I want to ask 2 number theory questions. I would better to make different forum but I will not do it since the second question is really short.
1) Let $p$ be a prime. Show that $ x^2+y^2 +1 \equiv 0 \pmod p$ always has a solution $(x,y)$
This was the solution provided by Brilliant:
I do understand the part that says that there are $ \frac {p+1}{2}$ elements of $ \{0,1, \cdots p-1\}$ than can be written as $ x^2 \pmod p$ but I really don't understand the following parts about the subsets.
2) Assume $a$ and $n$ are positive interger s.t gcd$(a,n)=1$. Show that if $ a^m \equiv 1 \pmod n$ then ord$_n (a)| m$.
I do know how to show that, just give some values to $m$ so that it increases and compute $ a^m \pmod n$, you realize that start getting the same values, and its smallest period woul be ord$_n (a)$ and then it would $d$ since it also is another period. But I saw another proof, it was:
Let $d=$ord$_n (a)$. Since $ a^m \equiv 1 \pmod n$ and $ a^d \equiv 1 \pmod n$, $ a^{mx+dy} \equiv 1 \pmod n$. By bezout's identity there are some values of $x$ and $y$ such that $mx+dy=$ gcd$(m,d)$. I've understood everything up until here but then they say: from the minimality $d$, it follows that $d \leq $ gcd$(m,d)$, which cannot hold unless they are equal and $d|m$.
So it's just that part about minimality that I don't understand.
a) If I take the $\frac{p+1}2$ squares $\bmod p$ and multiply by $-1\pmod p$, I still have $\frac{p+1}2$ residue classes $\bmod p$. If I then add $1\pmod p$, I still have $\frac{p+1}2$ residue classes.
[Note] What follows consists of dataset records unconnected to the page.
use super::engine::WorkLedger;
use crate::domain::connection::{ConnectionRequest, RequestListing, RequestStatus, RequestView};
use crate::domain::ids::{RequestId, UserId};
use crate::domain::job::ConnectionSummary;
use crate::domain::policy;
use crate::domain::user::Actor;
use crate::error::{LedgerError, Result};
use tracing::{info, instrument};

impl WorkLedger {
    /// Invites `to_user_id` to work with the caller.
    ///
    /// Fails with `Duplicate` if the caller already sent a request to that
    /// user, whatever became of it. Self-requests are not rejected here.
    #[instrument(level = "debug", skip_all, fields(actor = %actor.id(), to = %to_user_id))]
    pub async fn create_request(&self, actor: &Actor, to_user_id: UserId) -> Result<ConnectionRequest> {
        if self.store.user(to_user_id).await?.is_none() {
            return Err(LedgerError::not_found("user", to_user_id));
        }

        let request = ConnectionRequest::new(actor.id(), to_user_id, self.now());
        self.store.insert_request(request.clone()).await?;
        info!(request_id = %request.id, from = %actor.id(), to = %to_user_id, "connection request created");
        Ok(request)
    }

    /// Approves or rejects a pending request addressed to the caller.
    #[instrument(level = "debug", skip_all, fields(actor = %actor.id(), request_id = %request_id))]
    pub async fn resolve_request(
        &self,
        actor: &Actor,
        request_id: RequestId,
        decision: RequestStatus,
    ) -> Result<ConnectionRequest> {
        if decision == RequestStatus::Pending {
            return Err(LedgerError::InvalidArgument(
                "Decision must be APPROVED or REJECTED".to_string(),
            ));
        }

        let actor_id = actor.id();
        let request = self
            .store
            .update_request(
                request_id,
                Box::new(move |request: &mut ConnectionRequest| {
                    policy::require_recipient(request, actor_id)?;
                    request.resolve(decision)
                }),
            )
            .await?;
        info!(request_id = %request.id, status = %request.status, "connection request resolved");
        Ok(request)
    }

    /// True iff an approved request links `a` and `b`, in either direction.
    pub async fn is_active_connection(&self, a: UserId, b: UserId) -> Result<bool> {
        let approved = self
            .store
            .requests_between(a, b, RequestStatus::Approved)
            .await?;
        Ok(!approved.is_empty())
    }

    /// The caller's requests, newest first, split into received and sent.
    pub async fn list_requests(&self, actor: &Actor) -> Result<RequestListing> {
        let me = actor.id();
        let mut requests = self.store.requests_for_user(me).await?;
        requests.sort_by(|a, b| b.created_at.cmp(&a.created_at));

        let mut listing = RequestListing::default();
        for request in requests {
            if request.to_user_id == me {
                listing.received.push(RequestView {
                    counterparty: self.profile(request.from_user_id).await?,
                    request: request.clone(),
                });
            }
            if request.from_user_id == me {
                listing.sent.push(RequestView {
                    counterparty: self.profile(request.to_user_id).await?,
                    request,
                });
            }
        }
        Ok(listing)
    }

    /// Workers who approved the caller's requests, each with the jobs the
    /// caller has open with them.
    pub async fn list_workers(&self, actor: &Actor) -> Result<Vec<ConnectionSummary>> {
        self.approved_counterparts(actor, Side::Sent).await
    }

    /// Companies whose requests the caller approved, each with the jobs they
    /// have open with the caller.
    pub async fn list_companies(&self, actor: &Actor) -> Result<Vec<ConnectionSummary>> {
        self.approved_counterparts(actor, Side::Received).await
    }

    async fn approved_counterparts(&self, actor: &Actor, side: Side) -> Result<Vec<ConnectionSummary>> {
        let me = actor.id();
        let mut requests: Vec<ConnectionRequest> = self
            .store
            .requests_for_user(me)
            .await?
            .into_iter()
            .filter(|r| r.status == RequestStatus::Approved)
            .filter(|r| match side {
                Side::Sent => r.from_user_id == me,
                Side::Received => r.to_user_id == me,
            })
            .collect();
        requests.sort_by(|a, b| b.created_at.cmp(&a.created_at));

        let mut summaries = Vec::with_capacity(requests.len());
        for request in requests {
            let (company, worker) = match side {
                Side::Sent => (me, request.to_user_id),
                Side::Received => (request.from_user_id, me),
            };
            let counterparty = match side {
                Side::Sent => worker,
                Side::Received => company,
            };
            summaries.push(ConnectionSummary {
                request_id: request.id,
                counterparty: self.profile(counterparty).await?,
                active_jobs: self.active_jobs_for_pair(company, worker).await?,
            });
        }
        Ok(summaries)
    }
}

#[derive(Debug, Clone, Copy)]
enum Side {
    Sent,
    Received,
}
Hence there are also $\frac{p+1}2$ residue classes that can be written as one minus a square, i.e., as $1-y^2$. If the set of squares and the set of one-minus-squares were disjoint, they together would provide $\frac{p+1}2+\frac{p+1}2=p+1$ residue classes - but there are only $p$! We conclude that one residue class $a\bmod p$ can be written both as $a\equiv x^2\bmod p$ aand as $a\equiv 1-y^2\bmod p$. Then $x^2\equiv 1-y^2\pmod p$ and finally $x^2+y^2\equiv 1\pmod p$.
b) Let $d$ be the smallest positive integer with $a^d\equiv 1\pmod n$. Assume $a^m\equiv 1\pmod n$ with positive integer $m$. Division with remainder gives you integes $q\ge0$, $0\le r<d$ with $m=qd+r$. Then $$1\equiv a^m\equiv a^{qd+r}\equiv (a^d)^qa^r\equiv 1^qa^r\equiv a^r\pmod n.$$ As $d$ is the smallest positive integer with that property, it follows that either $r\ge d$ or $r$ is not a positive integer. Together with $0\le r<d$, only the option $r=0$ remains, i.e., $m$ is a multiple of $d$.